Find every line below with the word "accepts" in it, and copy each one.

[Dataset extract]

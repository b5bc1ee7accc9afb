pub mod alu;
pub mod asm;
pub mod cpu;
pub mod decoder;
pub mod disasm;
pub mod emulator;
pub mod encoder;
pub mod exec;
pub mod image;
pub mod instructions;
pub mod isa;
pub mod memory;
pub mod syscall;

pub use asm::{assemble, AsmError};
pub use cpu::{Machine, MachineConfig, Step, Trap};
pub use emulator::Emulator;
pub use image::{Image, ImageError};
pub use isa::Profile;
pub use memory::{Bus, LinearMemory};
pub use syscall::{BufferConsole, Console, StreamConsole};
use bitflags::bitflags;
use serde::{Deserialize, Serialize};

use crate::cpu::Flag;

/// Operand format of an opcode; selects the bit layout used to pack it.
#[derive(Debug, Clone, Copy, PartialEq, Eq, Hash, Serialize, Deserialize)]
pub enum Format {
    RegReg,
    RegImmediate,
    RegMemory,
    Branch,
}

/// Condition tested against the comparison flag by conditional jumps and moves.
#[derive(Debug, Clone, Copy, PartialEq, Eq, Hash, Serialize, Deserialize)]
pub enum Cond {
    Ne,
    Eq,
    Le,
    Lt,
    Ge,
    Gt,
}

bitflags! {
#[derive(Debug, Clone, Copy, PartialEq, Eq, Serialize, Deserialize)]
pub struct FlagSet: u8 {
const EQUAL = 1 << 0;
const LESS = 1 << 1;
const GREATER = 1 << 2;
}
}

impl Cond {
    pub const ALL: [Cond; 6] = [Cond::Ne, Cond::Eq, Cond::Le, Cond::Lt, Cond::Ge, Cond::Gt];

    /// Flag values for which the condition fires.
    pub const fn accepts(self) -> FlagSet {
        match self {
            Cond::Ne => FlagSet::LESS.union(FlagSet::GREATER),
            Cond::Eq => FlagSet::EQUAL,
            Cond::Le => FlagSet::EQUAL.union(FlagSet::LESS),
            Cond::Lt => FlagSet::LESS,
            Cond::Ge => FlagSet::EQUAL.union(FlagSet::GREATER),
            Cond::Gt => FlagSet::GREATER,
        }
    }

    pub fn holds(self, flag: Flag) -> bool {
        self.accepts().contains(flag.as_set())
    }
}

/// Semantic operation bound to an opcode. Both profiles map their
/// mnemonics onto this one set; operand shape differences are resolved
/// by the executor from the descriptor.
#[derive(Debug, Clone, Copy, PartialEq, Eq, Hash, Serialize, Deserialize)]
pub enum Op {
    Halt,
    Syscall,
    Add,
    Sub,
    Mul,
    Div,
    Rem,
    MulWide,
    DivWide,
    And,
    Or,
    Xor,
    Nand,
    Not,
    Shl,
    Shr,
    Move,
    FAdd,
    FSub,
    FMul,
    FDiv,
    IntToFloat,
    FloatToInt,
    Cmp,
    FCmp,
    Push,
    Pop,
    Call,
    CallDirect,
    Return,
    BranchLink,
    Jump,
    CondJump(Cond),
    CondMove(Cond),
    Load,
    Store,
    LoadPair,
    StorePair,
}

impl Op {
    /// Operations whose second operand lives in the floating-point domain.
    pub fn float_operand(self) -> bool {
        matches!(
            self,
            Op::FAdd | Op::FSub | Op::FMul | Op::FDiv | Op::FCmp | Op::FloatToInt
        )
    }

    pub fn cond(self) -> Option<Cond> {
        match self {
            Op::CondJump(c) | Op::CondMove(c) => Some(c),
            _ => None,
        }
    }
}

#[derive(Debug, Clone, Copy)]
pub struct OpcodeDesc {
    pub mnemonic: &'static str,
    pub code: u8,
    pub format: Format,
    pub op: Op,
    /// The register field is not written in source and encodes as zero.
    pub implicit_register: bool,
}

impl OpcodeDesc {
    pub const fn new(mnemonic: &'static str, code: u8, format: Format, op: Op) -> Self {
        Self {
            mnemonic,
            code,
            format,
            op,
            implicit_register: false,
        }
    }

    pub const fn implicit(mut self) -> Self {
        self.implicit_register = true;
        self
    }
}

[/Dataset extract]
[Dataset extract]

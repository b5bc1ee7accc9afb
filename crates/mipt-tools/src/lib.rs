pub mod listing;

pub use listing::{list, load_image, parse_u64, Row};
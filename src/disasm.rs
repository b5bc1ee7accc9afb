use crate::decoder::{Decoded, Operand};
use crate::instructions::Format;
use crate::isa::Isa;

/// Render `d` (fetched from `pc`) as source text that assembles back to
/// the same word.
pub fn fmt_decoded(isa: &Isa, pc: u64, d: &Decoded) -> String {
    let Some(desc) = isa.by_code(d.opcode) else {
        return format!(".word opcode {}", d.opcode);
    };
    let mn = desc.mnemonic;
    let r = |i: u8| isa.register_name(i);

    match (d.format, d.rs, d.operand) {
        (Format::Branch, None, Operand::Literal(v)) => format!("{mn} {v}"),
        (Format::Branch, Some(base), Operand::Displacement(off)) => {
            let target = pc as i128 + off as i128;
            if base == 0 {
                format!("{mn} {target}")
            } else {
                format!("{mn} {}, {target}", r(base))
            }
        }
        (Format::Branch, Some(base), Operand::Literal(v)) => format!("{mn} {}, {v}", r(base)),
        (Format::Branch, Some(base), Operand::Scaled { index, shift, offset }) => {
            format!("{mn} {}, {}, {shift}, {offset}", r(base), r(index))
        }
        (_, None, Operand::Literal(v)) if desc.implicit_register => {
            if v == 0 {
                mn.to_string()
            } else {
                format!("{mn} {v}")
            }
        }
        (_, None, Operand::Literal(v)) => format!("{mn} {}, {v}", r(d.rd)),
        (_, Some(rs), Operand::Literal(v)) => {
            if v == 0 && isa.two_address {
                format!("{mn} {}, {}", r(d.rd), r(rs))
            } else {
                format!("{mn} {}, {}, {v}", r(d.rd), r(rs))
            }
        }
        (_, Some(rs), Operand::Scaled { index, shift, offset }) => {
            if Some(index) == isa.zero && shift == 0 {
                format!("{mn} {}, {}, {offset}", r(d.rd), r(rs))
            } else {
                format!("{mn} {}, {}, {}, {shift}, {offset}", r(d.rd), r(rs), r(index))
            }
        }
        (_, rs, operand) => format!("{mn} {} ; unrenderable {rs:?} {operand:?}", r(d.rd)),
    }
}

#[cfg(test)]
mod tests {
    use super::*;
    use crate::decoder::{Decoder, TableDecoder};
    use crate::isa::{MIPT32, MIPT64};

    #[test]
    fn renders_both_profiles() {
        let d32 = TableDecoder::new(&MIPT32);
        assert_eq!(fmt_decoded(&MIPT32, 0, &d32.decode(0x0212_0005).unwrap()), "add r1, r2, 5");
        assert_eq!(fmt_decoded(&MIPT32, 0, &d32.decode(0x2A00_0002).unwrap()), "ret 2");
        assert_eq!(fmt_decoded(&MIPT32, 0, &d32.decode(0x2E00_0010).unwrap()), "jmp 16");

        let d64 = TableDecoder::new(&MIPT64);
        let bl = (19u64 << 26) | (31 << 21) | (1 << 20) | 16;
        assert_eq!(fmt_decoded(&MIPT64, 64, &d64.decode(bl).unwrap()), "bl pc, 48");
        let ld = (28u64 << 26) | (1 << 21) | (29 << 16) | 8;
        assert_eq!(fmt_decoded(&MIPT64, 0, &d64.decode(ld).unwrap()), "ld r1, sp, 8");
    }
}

[/Dataset extract]
[Dataset extract]

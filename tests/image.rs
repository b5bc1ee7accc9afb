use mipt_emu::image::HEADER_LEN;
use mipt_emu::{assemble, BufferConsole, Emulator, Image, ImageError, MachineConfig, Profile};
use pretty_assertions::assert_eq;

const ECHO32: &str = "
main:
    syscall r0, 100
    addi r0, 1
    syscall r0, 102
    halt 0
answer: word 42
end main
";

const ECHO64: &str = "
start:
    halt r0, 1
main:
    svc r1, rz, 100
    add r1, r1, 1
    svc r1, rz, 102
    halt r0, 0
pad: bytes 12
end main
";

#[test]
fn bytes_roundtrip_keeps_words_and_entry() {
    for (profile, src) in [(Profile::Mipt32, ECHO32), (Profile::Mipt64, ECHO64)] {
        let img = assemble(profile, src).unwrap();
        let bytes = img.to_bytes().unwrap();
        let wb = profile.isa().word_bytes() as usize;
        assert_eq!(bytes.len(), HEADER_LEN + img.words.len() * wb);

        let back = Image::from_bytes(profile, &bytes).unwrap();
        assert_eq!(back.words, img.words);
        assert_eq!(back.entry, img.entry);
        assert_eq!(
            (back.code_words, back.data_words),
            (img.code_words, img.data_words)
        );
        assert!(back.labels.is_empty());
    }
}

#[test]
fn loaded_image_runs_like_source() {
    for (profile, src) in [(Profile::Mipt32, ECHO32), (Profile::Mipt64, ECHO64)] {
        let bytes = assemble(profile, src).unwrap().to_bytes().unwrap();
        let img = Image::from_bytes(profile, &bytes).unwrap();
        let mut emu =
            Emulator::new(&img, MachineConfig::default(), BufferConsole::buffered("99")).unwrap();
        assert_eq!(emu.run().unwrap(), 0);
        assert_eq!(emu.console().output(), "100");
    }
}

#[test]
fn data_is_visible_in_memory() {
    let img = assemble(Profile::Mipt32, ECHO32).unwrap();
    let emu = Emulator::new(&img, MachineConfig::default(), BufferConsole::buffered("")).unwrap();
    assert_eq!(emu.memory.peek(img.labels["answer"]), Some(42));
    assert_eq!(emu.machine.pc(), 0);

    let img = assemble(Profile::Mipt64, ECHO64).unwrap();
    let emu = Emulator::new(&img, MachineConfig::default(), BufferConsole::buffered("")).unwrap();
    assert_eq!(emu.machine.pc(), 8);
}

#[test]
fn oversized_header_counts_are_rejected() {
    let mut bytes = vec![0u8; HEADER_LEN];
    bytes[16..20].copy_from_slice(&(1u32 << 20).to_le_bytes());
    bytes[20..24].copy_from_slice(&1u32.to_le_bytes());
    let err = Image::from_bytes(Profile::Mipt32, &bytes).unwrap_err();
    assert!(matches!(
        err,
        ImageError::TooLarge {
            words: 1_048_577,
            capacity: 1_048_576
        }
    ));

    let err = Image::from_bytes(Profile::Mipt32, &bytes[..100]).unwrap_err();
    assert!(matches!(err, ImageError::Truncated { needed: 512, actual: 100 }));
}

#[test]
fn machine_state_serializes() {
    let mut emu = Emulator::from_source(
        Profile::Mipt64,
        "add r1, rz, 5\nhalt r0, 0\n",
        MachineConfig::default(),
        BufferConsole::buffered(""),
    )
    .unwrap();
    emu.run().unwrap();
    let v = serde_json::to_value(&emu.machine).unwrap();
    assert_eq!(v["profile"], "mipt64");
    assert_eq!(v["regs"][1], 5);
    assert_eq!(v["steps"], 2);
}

[/Dataset extract]

- **Response to this exercise**:
    pub const fn accepts(self) -> FlagSet {
        self.accepts().contains(flag.as_set())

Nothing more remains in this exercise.